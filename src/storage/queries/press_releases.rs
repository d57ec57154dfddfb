//! Press release database queries.

use rusqlite::{params, Connection, Result};

use crate::domain::{PressRelease, PressReleaseId};

/// Maximum number of press releases returned by a newsroom lookup.
pub const NEWSROOM_MATCH_LIMIT: usize = 10;

/// Inserts a press release, replacing any existing row with the same ID.
///
/// `newsroom_lower` is folded in Rust so lookups ignore case beyond ASCII.
pub fn upsert(conn: &Connection, release: &PressRelease) -> Result<()> {
    conn.execute(
        "INSERT INTO press_releases
             (id, newsroom, newsroom_lower, publish_date, headline, text, created_at)
         VALUES (?1, ?2, ?3, ?4, ?5, ?6, datetime('now'))
         ON CONFLICT(id) DO UPDATE SET
             newsroom = ?2,
             newsroom_lower = ?3,
             publish_date = ?4,
             headline = ?5,
             text = ?6",
        params![
            release.id.0,
            release.newsroom,
            release.newsroom.to_lowercase(),
            release.publish_date,
            release.headline,
            release.text,
        ],
    )?;
    Ok(())
}

/// Finds press releases whose newsroom contains `filter`, ignoring case.
///
/// Both sides are lowercased with Unicode rules and the filter is matched
/// literally. Results come back in insertion order,
/// capped at `limit`.
pub fn find_by_newsroom(
    conn: &Connection,
    filter: &str,
    limit: usize,
) -> Result<Vec<PressRelease>> {
    let mut stmt = conn.prepare(
        "SELECT id, newsroom, publish_date, headline, text
         FROM press_releases
         WHERE instr(newsroom_lower, ?1) > 0
         ORDER BY rowid
         LIMIT ?2",
    )?;

    let releases = stmt.query_map(
        params![filter.to_lowercase(), limit as i64],
        row_to_press_release,
    )?;
    releases.collect()
}

/// Lists the distinct newsroom names, sorted.
pub fn list_newsrooms(conn: &Connection) -> Result<Vec<String>> {
    let mut stmt =
        conn.prepare("SELECT DISTINCT newsroom FROM press_releases ORDER BY newsroom")?;
    let newsrooms = stmt.query_map([], |row| row.get(0))?;
    newsrooms.collect()
}

fn row_to_press_release(row: &rusqlite::Row) -> Result<PressRelease> {
    Ok(PressRelease {
        id: PressReleaseId(row.get(0)?),
        newsroom: row.get(1)?,
        publish_date: row.get(2)?,
        headline: row.get(3)?,
        text: row.get(4)?,
    })
}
○ ○ ○ ○ ○ ○ ○
▶ TASK
All of the material above should be reproduced exactly.

▶ EXERCISE ANSWER
filename src/storage/queries/press_releases.rs
repository d57ec57154dfddfb
//! Press release database queries.

use rusqlite::{params, Connection, Result};

use crate::domain::{PressRelease, PressReleaseId};

/// Maximum number of press releases returned by a newsroom lookup.
pub const NEWSROOM_MATCH_LIMIT: usize = 10;

/// Inserts a press release, replacing any existing row with the same ID.
///
/// `newsroom_lower` is folded in Rust so lookups ignore case beyond ASCII.
pub fn upsert(conn: &Connection, release: &PressRelease) -> Result<()> {
    conn.execute(
        "INSERT INTO press_releases
             (id, newsroom, newsroom_lower, publish_date, headline, text, created_at)
         VALUES (?1, ?2, ?3, ?4, ?5, ?6, datetime('now'))
         ON CONFLICT(id) DO UPDATE SET
             newsroom = ?2,
             newsroom_lower = ?3,
             publish_date = ?4,
             headline = ?5,
             text = ?6",
        params![
            release.id.0,
            release.newsroom,
            release.newsroom.to_lowercase(),
            release.publish_date,
            release.headline,
            release.text,
        ],
    )?;
    Ok(())
}

/// Finds press releases whose newsroom contains `filter`, ignoring case.
///
/// Both sides are lowercased with Unicode rules and the filter is matched
/// literally. Results come back in insertion order,
/// capped at `limit`.
pub fn find_by_newsroom(
    conn: &Connection,
    filter: &str,
    limit: usize,
) -> Result<Vec<PressRelease>> {
    let mut stmt = conn.prepare(
        "SELECT id, newsroom, publish_date, headline, text
         FROM press_releases
         WHERE instr(newsroom_lower, ?1) > 0
         ORDER BY rowid
         LIMIT ?2",
    )?;

    let releases = stmt.query_map(
        params![filter.to_lowercase(), limit as i64],
        row_to_press_release,
    )?;
    releases.collect()
}

/// Lists the distinct newsroom names, sorted.
pub fn list_newsrooms(conn: &Connection) -> Result<Vec<String>> {
    let mut stmt =
        conn.prepare("SELECT DISTINCT newsroom FROM press_releases ORDER BY newsroom")?;
    let newsrooms = stmt.query_map([], |row| row.get(0))?;
    newsrooms.collect()
}

fn row_to_press_release(row: &rusqlite::Row) -> Result<PressRelease> {
    Ok(PressRelease {
        id: PressReleaseId(row.get(0)?),
        newsroom: row.get(1)?,
        publish_date: row.get(2)?,
        headline: row.get(3)?,
        text: row.get(4)?,
    })
}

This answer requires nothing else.